RECORDS FOR THE TASK >>

//! Resilience-layer integration tests: retry, circuit breaking, rate-limit
//! tracking, the inactivity watchdog, and the in-flight signal, all driven
//! over real HTTP against mock endpoints.

use futures::StreamExt;
use resilient_agent::{
    AgentOptions, CircuitBreaker, CircuitBreakerConfig, CircuitState, Client, Error,
    MetricsCollector, MessagesRequest, RateLimiter, RequestExecutor, RetryConfig, StreamItem,
    ToolRegistry,
};
use serde_json::json;
use std::sync::Arc;
use std::time::Duration;
use wiremock::matchers::{method, path};
use wiremock::{Mock, MockServer, ResponseTemplate};

fn sse_text_response() -> String {
    [
        ("message_start", json!({"type":"message_start","message":{}})),
        ("content_block_start", json!({"type":"content_block_start","index":0,"content_block":{"type":"text","text":""}})),
        ("content_block_delta", json!({"type":"content_block_delta","index":0,"delta":{"type":"text_delta","text":"recovered"}})),
        ("content_block_stop", json!({"type":"content_block_stop","index":0})),
        ("message_stop", json!({"type":"message_stop"})),
    ]
    .iter()
    .map(|(name, payload)| format!("event: {name}\ndata: {payload}\n\n"))
    .collect()
}

fn fast_retry(max_attempts: u32) -> RetryConfig {
    RetryConfig::new()
        .with_max_attempts(max_attempts)
        .with_initial_delay(Duration::from_millis(10))
        .with_jitter_factor(0.0)
}

fn options_for(server_uri: &str, retry: RetryConfig) -> AgentOptions {
    AgentOptions::builder()
        .model("test-model")
        .base_url(format!("{server_uri}/v1"))
        .api_key("test-key")
        .retry(retry)
        .build()
        .unwrap()
}

async fn drain(client: &mut Client) -> Result<Vec<StreamItem>, Error> {
    let mut items = Vec::new();
    while let Some(item) = client.receive().await? {
        items.push(item);
    }
    Ok(items)
}

#[tokio::test]
async fn test_transient_server_error_is_retried() {
    let server = MockServer::start().await;

    // First call answers 503; mounted first so it wins exactly once.
    Mock::given(method("POST"))
        .and(path("/v1/messages"))
        .respond_with(ResponseTemplate::new(503).set_body_string("unavailable"))
        .up_to_n_times(1)
        .mount(&server)
        .await;
    Mock::given(method("POST"))
        .and(path("/v1/messages"))
        .respond_with(
            ResponseTemplate::new(200).set_body_raw(sse_text_response(), "text/event-stream"),
        )
        .expect(1)
        .mount(&server)
        .await;

    let mut client = Client::new(options_for(&server.uri(), fast_retry(3))).unwrap();
    client.send("go").await.unwrap();

    let items = drain(&mut client).await.unwrap();
    assert_eq!(items, vec![StreamItem::Text("recovered".to_string())]);

    let stats = client.metrics().stats();
    assert_eq!(stats.retry_attempts, 1);
    assert_eq!(stats.successful_requests, 1);
    assert_eq!(stats.failed_requests, 0);
}

#[tokio::test]
async fn test_authentication_error_is_not_retried() {
    let server = MockServer::start().await;
    Mock::given(method("POST"))
        .and(path("/v1/messages"))
        .respond_with(ResponseTemplate::new(401).set_body_string("bad key"))
        .expect(1)
        .mount(&server)
        .await;

    let mut client = Client::new(options_for(&server.uri(), fast_retry(3))).unwrap();
    client.send("go").await.unwrap();

    let err = drain(&mut client).await.unwrap_err();
    assert!(matches!(err, Error::Authentication { .. }));
    assert!(!err.is_retryable());
    assert_eq!(client.metrics().stats().retry_attempts, 0);

    // The error was surfaced once; the stream is closed now.
    assert!(client.receive().await.unwrap().is_none());
    assert!(!client.is_in_flight());
}

#[tokio::test]
async fn test_validation_error_is_not_retried() {
    let server = MockServer::start().await;
    Mock::given(method("POST"))
        .and(path("/v1/messages"))
        .respond_with(ResponseTemplate::new(422).set_body_string("bad request"))
        .expect(1)
        .mount(&server)
        .await;

    let mut client = Client::new(options_for(&server.uri(), fast_retry(3))).unwrap();
    client.send("go").await.unwrap();

    let err = drain(&mut client).await.unwrap_err();
    assert!(matches!(err, Error::Validation { .. }));
}

#[tokio::test]
async fn test_429_feeds_rate_limiter_and_fails_fast_afterwards() {
    let server = MockServer::start().await;
    Mock::given(method("POST"))
        .and(path("/v1/messages"))
        .respond_with(
            ResponseTemplate::new(429)
                .insert_header("Retry-After", "7")
                .set_body_string("too many requests"),
        )
        .expect(1)
        .mount(&server)
        .await;

    let mut client = Client::new(options_for(&server.uri(), fast_retry(1))).unwrap();
    client.send("go").await.unwrap();

    let err = drain(&mut client).await.unwrap_err();
    match &err {
        Error::RateLimit { retry_after, .. } => {
            assert_eq!(*retry_after, Some(Duration::from_secs(7)));
        }
        other => panic!("expected RateLimit, got {:?}", other),
    }
    assert!(client.rate_limiter().is_rate_limited().await);
    assert_eq!(client.metrics().stats().rate_limit_hits, 1);

    // Second request never dials out: the limiter gate rejects locally
    // (mock would fail its expect(1) otherwise).
    client.send("again").await.unwrap();
    let err = drain(&mut client).await.unwrap_err();
    match err {
        Error::RateLimit { status_code, .. } => assert_eq!(status_code, None),
        other => panic!("expected local RateLimit, got {:?}", other),
    }
}

#[tokio::test]
async fn test_breaker_trips_and_short_circuits_before_dialing() {
    let server = MockServer::start().await;
    Mock::given(method("POST"))
        .and(path("/v1/messages"))
        .respond_with(ResponseTemplate::new(500).set_body_string("boom"))
        .expect(2)
        .mount(&server)
        .await;

    let mut options = options_for(&server.uri(), fast_retry(1));
    options.breaker = CircuitBreakerConfig {
        failure_threshold: 2,
        recovery_timeout: Duration::from_secs(60),
        half_open_success_threshold: 1,
    };

    let mut client = Client::new(options).unwrap();

    for _ in 0..2 {
        client.send("go").await.unwrap();
        let err = drain(&mut client).await.unwrap_err();
        assert!(matches!(err, Error::Server { .. }));
    }
    assert_eq!(client.breaker().state().await, CircuitState::Open);
    assert_eq!(client.metrics().stats().circuit_breaker_opens, 1);

    // Third request is rejected by the breaker without an HTTP call.
    client.send("go").await.unwrap();
    let err = drain(&mut client).await.unwrap_err();
    assert!(matches!(err, Error::CircuitOpen { .. }));
    assert!(err.is_retryable());

    // Operator reset re-enables the endpoint.
    client.breaker().reset().await;
    assert_eq!(client.breaker().state().await, CircuitState::Closed);
}

#[tokio::test]
async fn test_breaker_checked_before_rate_limiter() {
    // Both gates are tripped; the breaker must win.
    let metrics = Arc::new(MetricsCollector::new(true));
    let breaker = Arc::new(
        CircuitBreaker::new(CircuitBreakerConfig {
            failure_threshold: 1,
            recovery_timeout: Duration::from_secs(60),
            half_open_success_threshold: 1,
        })
        .with_metrics(metrics.clone()),
    );
    breaker.record_failure().await;

    let limiter = Arc::new(RateLimiter::new());
    limiter.record_rate_limit(429, Some("60")).await;

    let options = options_for("http://localhost:1", fast_retry(1));
    let executor = RequestExecutor::new(
        options.clone(),
        breaker,
        limiter,
        metrics,
        Arc::new(ToolRegistry::new()),
    )
    .unwrap();

    let mut handle = executor.execute(MessagesRequest::from_prompt(&options, "go"));
    let err = handle.next().await.unwrap().unwrap_err();
    assert!(matches!(err, Error::CircuitOpen { .. }));
}

#[tokio::test]
async fn test_stream_inactivity_watchdog_fires() {
    // A raw server that sends one event and then goes quiet.
    let listener = tokio::net::TcpListener::bind("127.0.0.1:0").await.unwrap();
    let addr = listener.local_addr().unwrap();
    let server = tokio::spawn(async move {
        use tokio::io::{AsyncReadExt, AsyncWriteExt};
        loop {
            let Ok((mut socket, _)) = listener.accept().await else {
                return;
            };
            tokio::spawn(async move {
                let mut buf = [0u8; 8192];
                let _ = socket.read(&mut buf).await;
                let head = "HTTP/1.1 200 OK\r\ncontent-type: text/event-stream\r\ntransfer-encoding: chunked\r\n\r\n";
                let event =
                    "event: message_start\ndata: {\"type\":\"message_start\",\"message\":{}}\n\n";
                let chunk = format!("{:x}\r\n{event}\r\n", event.len());
                let _ = socket.write_all(head.as_bytes()).await;
                let _ = socket.write_all(chunk.as_bytes()).await;
                let _ = socket.flush().await;
                // Stall without closing; only the watchdog can end this.
                tokio::time::sleep(Duration::from_secs(30)).await;
            });
        }
    });

    let options = AgentOptions::builder()
        .model("test-model")
        .base_url(format!("http://{addr}/v1"))
        .api_key("test-key")
        .retry(fast_retry(1))
        .stream_inactivity_timeout(Duration::from_millis(150))
        .build()
        .unwrap();

    let mut client = Client::new(options).unwrap();
    client.send("go").await.unwrap();

    let err = drain(&mut client).await.unwrap_err();
    assert!(matches!(err, Error::Timeout { .. }));
    assert!(err.is_retryable());
    assert_eq!(client.metrics().stats().stream_inactivity_timeouts, 1);
    assert!(!client.is_in_flight());

    server.abort();
}

#[tokio::test]
async fn test_dropping_handle_cancels_pending_backoff() {
    let server = MockServer::start().await;
    Mock::given(method("POST"))
        .and(path("/v1/messages"))
        .respond_with(ResponseTemplate::new(500).set_body_string("boom"))
        .mount(&server)
        .await;

    // Long backoff: the driver will sit in its retry sleep.
    let retry = RetryConfig::new()
        .with_max_attempts(5)
        .with_initial_delay(Duration::from_secs(30))
        .with_jitter_factor(0.0);

    let metrics = Arc::new(MetricsCollector::new(true));
    let breaker = Arc::new(CircuitBreaker::new(CircuitBreakerConfig::default()));
    let limiter = Arc::new(RateLimiter::new());
    let options = options_for(&server.uri(), retry);
    let executor = RequestExecutor::new(
        options.clone(),
        breaker,
        limiter,
        metrics,
        Arc::new(ToolRegistry::new()),
    )
    .unwrap();

    let handle = executor.execute(MessagesRequest::from_prompt(&options, "go"));
    let mut signal = handle.in_flight_signal();

    // Give the first attempt time to fail and enter backoff, then walk away.
    tokio::time::sleep(Duration::from_millis(200)).await;
    drop(handle);

    // The driver must notice promptly, not after the 30s backoff.
    tokio::time::timeout(Duration::from_secs(2), signal.changed())
        .await
        .expect("in-flight signal should settle quickly")
        .unwrap();
    assert!(!*signal.borrow());
}

#[tokio::test]
async fn test_error_carries_request_id() {
    let server = MockServer::start().await;
    Mock::given(method("POST"))
        .and(path("/v1/messages"))
        .respond_with(ResponseTemplate::new(500).set_body_string("boom"))
        .mount(&server)
        .await;

    let options = options_for(&server.uri(), fast_retry(1));
    let metrics = Arc::new(MetricsCollector::new(true));
    let executor = RequestExecutor::new(
        options.clone(),
        Arc::new(CircuitBreaker::new(CircuitBreakerConfig::default())),
        Arc::new(RateLimiter::new()),
        metrics,
        Arc::new(ToolRegistry::new()),
    )
    .unwrap();

    let mut handle = executor.execute(MessagesRequest::from_prompt(&options, "go"));
    let expected_id = handle.request_id().to_string();
    let err = handle.next().await.unwrap().unwrap_err();
    assert_eq!(err.request_id(), Some(expected_id.as_str()));
}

WORK TO COMPLETE >> Out of the records above, pick each line that contains the string "panic".

WRITTEN ANSWER >>
        other => panic!("expected RateLimit, got {:?}", other),
        other => panic!("expected local RateLimit, got {:?}", other),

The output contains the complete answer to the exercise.